The attorney general added that subpoenas to OpenAI would be issued shortly as part of the probe.
The announcement places Florida at the center of a widening national debate over how generative AI systems should be governed, particularly as lawmakers and regulators grapple with the technology’s role in harmful content, youth exposure, and real-world criminal misuse.
OpenAI, in a statement to TechCrunch, said it would cooperate with the investigation and defended the broader benefits of its products.
“Each week, more than 900 million people use ChatGPT to improve their daily lives through uses such as learning new skills or navigating complex healthcare systems,” a company spokesperson said.
“Our ongoing safety work continues to play an important role in delivering these benefits to everyday people, as well as supporting scientific research and discovery.”
The company added that it continues to refine ChatGPT’s ability to interpret user intent and provide safe, context-appropriate responses.

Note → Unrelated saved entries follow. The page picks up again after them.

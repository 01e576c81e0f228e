//! Serial command cycle
//!
//! One [`SerialDispatcher::pump`] call handles at most one unit of input:
//! either a text message (read up to `!` or 64 bytes) or, once the host has
//! sent `colorbegin`, a raw color frame. Every read is bounded by the
//! per-byte timeout, so a silent host costs one timeout per cycle.

use core::convert::Infallible;

use tcl_hal::{PixelStrip, Uart, UartRx, UartTx};
use tcl_protocol::{
    ColorFrameReader, FrameError, Message, MessageReader, Response, COLOR_FRAME_MARKER,
};

use crate::color::{Color, ColorPipeline};
use crate::handshake::{HandshakeProtocol, SessionState};
use crate::patterns;

/// Errors that can occur during a dispatcher cycle
#[derive(Debug, Clone, Copy, PartialEq, Eq)]
#[cfg_attr(feature = "defmt", derive(defmt::Format))]
pub enum DispatchError<E, S> {
    /// Serial transport failed
    Transport(E),
    /// Strip transmit failed
    Strip(S),
    /// A response did not fit its line buffer
    Encode,
}

/// What a cycle did
#[derive(Debug, Clone, Copy, PartialEq, Eq)]
#[cfg_attr(feature = "defmt", derive(defmt::Format))]
pub enum Cycle {
    /// Nothing arrived before the timeout
    Idle,
    /// A text message was processed
    Message {
        /// Response lines sent, newline terminator excluded
        responses: usize,
        /// Session state afterwards
        state: SessionState,
    },
    /// A color frame was rendered
    Frame,
    /// A color frame timed out and was dropped
    FrameDropped {
        /// Payload bytes received before the timeout
        received: usize,
    },
}

/// Drives the handshake protocol from a serial transport
#[derive(Debug, Clone)]
pub struct SerialDispatcher {
    protocol: HandshakeProtocol,
    reader: MessageReader,
    frame: ColorFrameReader,
    read_timeout_ms: u32,
}

impl SerialDispatcher {
    /// Dispatcher for a strip of `led_count` LEDs
    pub fn new(led_count: usize, read_timeout_ms: u32) -> Result<Self, FrameError> {
        Ok(Self {
            protocol: HandshakeProtocol::new(),
            reader: MessageReader::new(),
            frame: ColorFrameReader::new(led_count)?,
            read_timeout_ms,
        })
    }

    /// Handshake protocol
    pub fn protocol(&self) -> &HandshakeProtocol {
        &self.protocol
    }

    /// Current session state
    pub fn state(&self) -> SessionState {
        self.protocol.state()
    }

    /// Forget the host and any partial input
    pub fn reset(&mut self) {
        self.protocol.reset();
        self.reader.reset();
        self.frame.reset();
    }

    /// Send the boot banner
    pub fn announce<T: UartTx>(
        &self,
        uart: &mut T,
    ) -> Result<(), DispatchError<T::Error, Infallible>> {
        let line = Response::Ready
            .encode()
            .map_err(|_| DispatchError::Encode)?;
        uart.write_blocking(line.as_bytes())
            .map_err(DispatchError::Transport)?;
        uart.flush().map_err(DispatchError::Transport)
    }

    /// Run one cycle
    pub fn pump<T, S>(
        &mut self,
        uart: &mut T,
        strip: &mut S,
        pipeline: &ColorPipeline,
    ) -> Result<Cycle, DispatchError<<T as UartTx>::Error, S::Error>>
    where
        T: Uart,
        S: PixelStrip,
    {
        let Some(first) = uart
            .read_byte_timeout(self.read_timeout_ms)
            .map_err(DispatchError::Transport)?
        else {
            return Ok(Cycle::Idle);
        };

        if first == COLOR_FRAME_MARKER && self.protocol.session().receiving_color() {
            return self.receive_frame(uart, strip, pipeline);
        }

        self.receive_message(first, uart)
    }

    fn receive_message<T: Uart, SE>(
        &mut self,
        first: u8,
        uart: &mut T,
    ) -> Result<Cycle, DispatchError<<T as UartTx>::Error, SE>> {
        self.reader.reset();
        let mut status = self.reader.feed(first);
        while !status.is_complete() {
            match uart
                .read_byte_timeout(self.read_timeout_ms)
                .map_err(DispatchError::Transport)?
            {
                Some(byte) => status = self.reader.feed(byte),
                // Process whatever arrived
                None => break,
            }
        }

        let mut sent = 0;
        if let Ok(text) = self.reader.text() {
            let reply = self.protocol.apply_message(&Message::parse(text));
            for response in self.protocol.responses(reply) {
                let line = response.encode().map_err(|_| DispatchError::Encode)?;
                uart.write_blocking(line.as_bytes())
                    .map_err(DispatchError::Transport)?;
                sent += 1;
            }
        }

        uart.write_blocking(b"\n").map_err(DispatchError::Transport)?;
        uart.flush().map_err(DispatchError::Transport)?;
        uart.drain().map_err(DispatchError::Transport)?;

        Ok(Cycle::Message {
            responses: sent,
            state: self.protocol.state(),
        })
    }

    fn receive_frame<T, S>(
        &mut self,
        uart: &mut T,
        strip: &mut S,
        pipeline: &ColorPipeline,
    ) -> Result<Cycle, DispatchError<<T as UartTx>::Error, S::Error>>
    where
        T: Uart,
        S: PixelStrip,
    {
        self.frame.reset();
        while !self.frame.is_complete() {
            match uart
                .read_byte_timeout(self.read_timeout_ms)
                .map_err(DispatchError::Transport)?
            {
                Some(byte) => {
                    self.frame.feed(byte);
                }
                None => {
                    let received = self.frame.received();
                    uart.drain().map_err(DispatchError::Transport)?;
                    return Ok(Cycle::FrameDropped { received });
                }
            }
        }

        let colors = self
            .frame
            .pixels()
            .map(|[red, green, blue]| Color::from_bytes(red, green, blue));
        patterns::render(strip, pipeline, colors).map_err(DispatchError::Strip)?;

        Ok(Cycle::Frame)
    }
}

#[cfg(test)]
mod tests {
    use super::*;
    use crate::color::{CalibrationParameters, ChannelCalibration};
    use crate::patterns::mock::MockStrip;
    use heapless::{Deque, Vec};

    /// Loopback-style UART: `rx` is what the host sent, `tx` what we wrote
    #[derive(Default)]
    struct MockUart {
        rx: Deque<u8, 512>,
        tx: Vec<u8, 512>,
        flushes: usize,
    }

    #[derive(Debug, Clone, Copy, PartialEq, Eq)]
    struct UartFault;

    impl MockUart {
        fn host_sends(&mut self, bytes: &[u8]) {
            for &byte in bytes {
                self.rx.push_back(byte).unwrap();
            }
        }

        fn written(&self) -> &str {
            core::str::from_utf8(&self.tx).unwrap()
        }

        fn clear_written(&mut self) {
            self.tx.clear();
        }
    }

    impl UartTx for MockUart {
        type Error = UartFault;

        fn write_blocking(&mut self, data: &[u8]) -> Result<(), UartFault> {
            self.tx.extend_from_slice(data).map_err(|_| UartFault)
        }

        fn flush(&mut self) -> Result<(), UartFault> {
            self.flushes += 1;
            Ok(())
        }
    }

    impl UartRx for MockUart {
        type Error = UartFault;

        fn read_byte_timeout(&mut self, _timeout_ms: u32) -> Result<Option<u8>, UartFault> {
            Ok(self.rx.pop_front())
        }

        fn try_read_byte(&mut self) -> Result<Option<u8>, UartFault> {
            Ok(self.rx.pop_front())
        }
    }

    fn linear() -> ColorPipeline {
        ColorPipeline::new(CalibrationParameters::uniform(ChannelCalibration::new(
            0.0, 1.0, 1.0,
        )))
    }

    fn setup() -> (SerialDispatcher, MockUart, MockStrip) {
        (
            SerialDispatcher::new(2, 10).unwrap(),
            MockUart::default(),
            MockStrip::default(),
        )
    }

    #[test]
    fn test_idle_when_nothing_arrives() {
        let (mut dispatcher, mut uart, mut strip) = setup();
        let cycle = dispatcher.pump(&mut uart, &mut strip, &linear()).unwrap();
        assert_eq!(cycle, Cycle::Idle);
        assert!(uart.tx.is_empty());
    }

    #[test]
    fn test_handshake_exchange() {
        let (mut dispatcher, mut uart, mut strip) = setup();
        let pipeline = linear();

        uart.host_sends(b"tcl:handextended:Py!");
        let cycle = dispatcher.pump(&mut uart, &mut strip, &pipeline).unwrap();
        assert_eq!(
            cycle,
            Cycle::Message {
                responses: 1,
                state: SessionState::Connected
            }
        );
        assert_eq!(uart.written(), "tcl:handreceived:Py\n\n");

        uart.clear_written();
        uart.host_sends(b"tcl:status!");
        dispatcher.pump(&mut uart, &mut strip, &pipeline).unwrap();
        assert_eq!(
            uart.written(),
            "tcl:handshakeconfirmed:1\ntcl:handshakeprogram: Py\n\n"
        );
    }

    #[test]
    fn test_foreign_message_gets_only_newline() {
        let (mut dispatcher, mut uart, mut strip) = setup();

        uart.host_sends(b"foo:bar!");
        let cycle = dispatcher.pump(&mut uart, &mut strip, &linear()).unwrap();
        assert_eq!(
            cycle,
            Cycle::Message {
                responses: 0,
                state: SessionState::Disconnected
            }
        );
        assert_eq!(uart.written(), "\n");
        assert!(!uart.written().contains("tcl:"));
    }

    #[test]
    fn test_status_before_handshake_gets_only_newline() {
        let (mut dispatcher, mut uart, mut strip) = setup();

        uart.host_sends(b"tcl:status!");
        let cycle = dispatcher.pump(&mut uart, &mut strip, &linear()).unwrap();
        assert_eq!(
            cycle,
            Cycle::Message {
                responses: 0,
                state: SessionState::Disconnected
            }
        );
        assert_eq!(uart.written(), "\n");
        assert_eq!(uart.flushes, 1);
    }

    #[test]
    fn test_trailing_input_is_drained() {
        let (mut dispatcher, mut uart, mut strip) = setup();

        uart.host_sends(b"tcl:handextended:Py!tcl:status!junk");
        dispatcher.pump(&mut uart, &mut strip, &linear()).unwrap();
        assert!(uart.rx.is_empty());
        assert_eq!(uart.written(), "tcl:handreceived:Py\n\n");
    }

    #[test]
    fn test_timeout_processes_partial_message() {
        let (mut dispatcher, mut uart, mut strip) = setup();

        uart.host_sends(b"tcl:handextended:Py");
        dispatcher.pump(&mut uart, &mut strip, &linear()).unwrap();
        assert_eq!(dispatcher.state(), SessionState::Connected);
    }

    #[test]
    fn test_overlong_message_is_cut_at_capacity() {
        let (mut dispatcher, mut uart, mut strip) = setup();

        uart.host_sends(b"tcl:handextended:");
        uart.host_sends(&[b'x'; 80]);
        uart.host_sends(b"!");
        dispatcher.pump(&mut uart, &mut strip, &linear()).unwrap();

        let name_len = 64 - "tcl:handextended:".len();
        assert_eq!(dispatcher.protocol().session().program_name().len(), name_len);
        assert!(uart.rx.is_empty());
    }

    #[test]
    fn test_color_frame_rendered_after_colorbegin() {
        let (mut dispatcher, mut uart, mut strip) = setup();
        let pipeline = linear();

        uart.host_sends(b"tcl:handextended:Py!");
        dispatcher.pump(&mut uart, &mut strip, &pipeline).unwrap();
        uart.host_sends(b"tcl:colorbegin!");
        dispatcher.pump(&mut uart, &mut strip, &pipeline).unwrap();
        assert_eq!(dispatcher.state(), SessionState::ReceivingColor);

        uart.host_sends(&[b'*', 255, 0, 43, 0, 255, 0]);
        let cycle = dispatcher.pump(&mut uart, &mut strip, &pipeline).unwrap();
        assert_eq!(cycle, Cycle::Frame);
        assert_eq!(strip.frames_started, 1);
        assert_eq!(strip.pixels.as_slice(), &[(255, 0, 43), (0, 255, 0)]);
    }

    #[test]
    fn test_short_frame_is_dropped() {
        let (mut dispatcher, mut uart, mut strip) = setup();
        let pipeline = linear();

        uart.host_sends(b"tcl:handextended:Py!");
        dispatcher.pump(&mut uart, &mut strip, &pipeline).unwrap();
        uart.host_sends(b"tcl:colorbegin!");
        dispatcher.pump(&mut uart, &mut strip, &pipeline).unwrap();

        uart.host_sends(&[b'*', 1, 2, 3, 4]);
        let cycle = dispatcher.pump(&mut uart, &mut strip, &pipeline).unwrap();
        assert_eq!(cycle, Cycle::FrameDropped { received: 4 });
        assert_eq!(strip.frames_started, 0);
    }

    #[test]
    fn test_marker_before_colorbegin_is_text() {
        let (mut dispatcher, mut uart, mut strip) = setup();

        uart.host_sends(&[b'*', 1, 2, 3, 4, 5, 6]);
        let cycle = dispatcher.pump(&mut uart, &mut strip, &linear()).unwrap();
        assert!(matches!(cycle, Cycle::Message { responses: 0, .. }));
        assert_eq!(strip.frames_started, 0);
        assert_eq!(uart.written(), "\n");
    }

    #[test]
    fn test_text_still_accepted_while_streaming() {
        let (mut dispatcher, mut uart, mut strip) = setup();
        let pipeline = linear();

        uart.host_sends(b"tcl:handextended:Py!");
        dispatcher.pump(&mut uart, &mut strip, &pipeline).unwrap();
        uart.host_sends(b"tcl:colorbegin!");
        dispatcher.pump(&mut uart, &mut strip, &pipeline).unwrap();

        uart.clear_written();
        uart.host_sends(b"tcl:status!");
        let cycle = dispatcher.pump(&mut uart, &mut strip, &pipeline).unwrap();
        assert_eq!(
            cycle,
            Cycle::Message {
                responses: 2,
                state: SessionState::ReceivingColor
            }
        );
    }

    #[test]
    fn test_announce() {
        let (dispatcher, mut uart, _) = setup();
        dispatcher.announce(&mut uart).unwrap();
        assert_eq!(uart.written(), "tcl:ready\n");
        assert_eq!(uart.flushes, 1);
    }

    #[test]
    fn test_reset_forgets_host() {
        let (mut dispatcher, mut uart, mut strip) = setup();
        uart.host_sends(b"tcl:handextended:Py!");
        dispatcher.pump(&mut uart, &mut strip, &linear()).unwrap();

        dispatcher.reset();
        assert_eq!(dispatcher.state(), SessionState::Disconnected);
    }
}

Just a day before Florida’s announcement, OpenAI unveiled a Child Safety Blueprint, a policy framework that includes legislative recommendations and product safeguards aimed at reducing risks to children from AI systems. Among the proposals are stronger laws against AI-generated child sexual abuse material, clearer reporting pathways to law enforcement, and more robust preventative controls to block abusive uses of AI tools.
The blueprint appears to be part of a broader industry response to rising concern over AI-generated harmful content. Those concerns have intensified following a recent report by the Internet Watch Foundation, which found more than 8,000 reports of AI-generated child sexual abuse material in the first half of 2025, representing a 14% year-over-year increase.
That data has added urgency to calls for stricter oversight of generative AI systems, particularly tools capable of producing realistic synthetic images and text at scale. The Florida probe may now become an early legal test of how far state authorities can go in holding AI developers accountable for downstream misuse of their platforms.
The central legal question is likely to revolve around causation and foreseeability: whether a platform can be held responsible when a user allegedly employs its outputs in planning violent acts, and whether existing safeguards were adequate. That issue is especially sensitive in the FSU case, where more than 270 alleged ChatGPT interactions are reportedly part of the court record.
The case also comes at a moment when regulators globally are shifting from abstract AI principles to enforcement. The Florida investigation introduces fresh legal and reputational risk for OpenAI, just as scrutiny of AI safety, child protection, and platform liability intensifies across jurisdictions.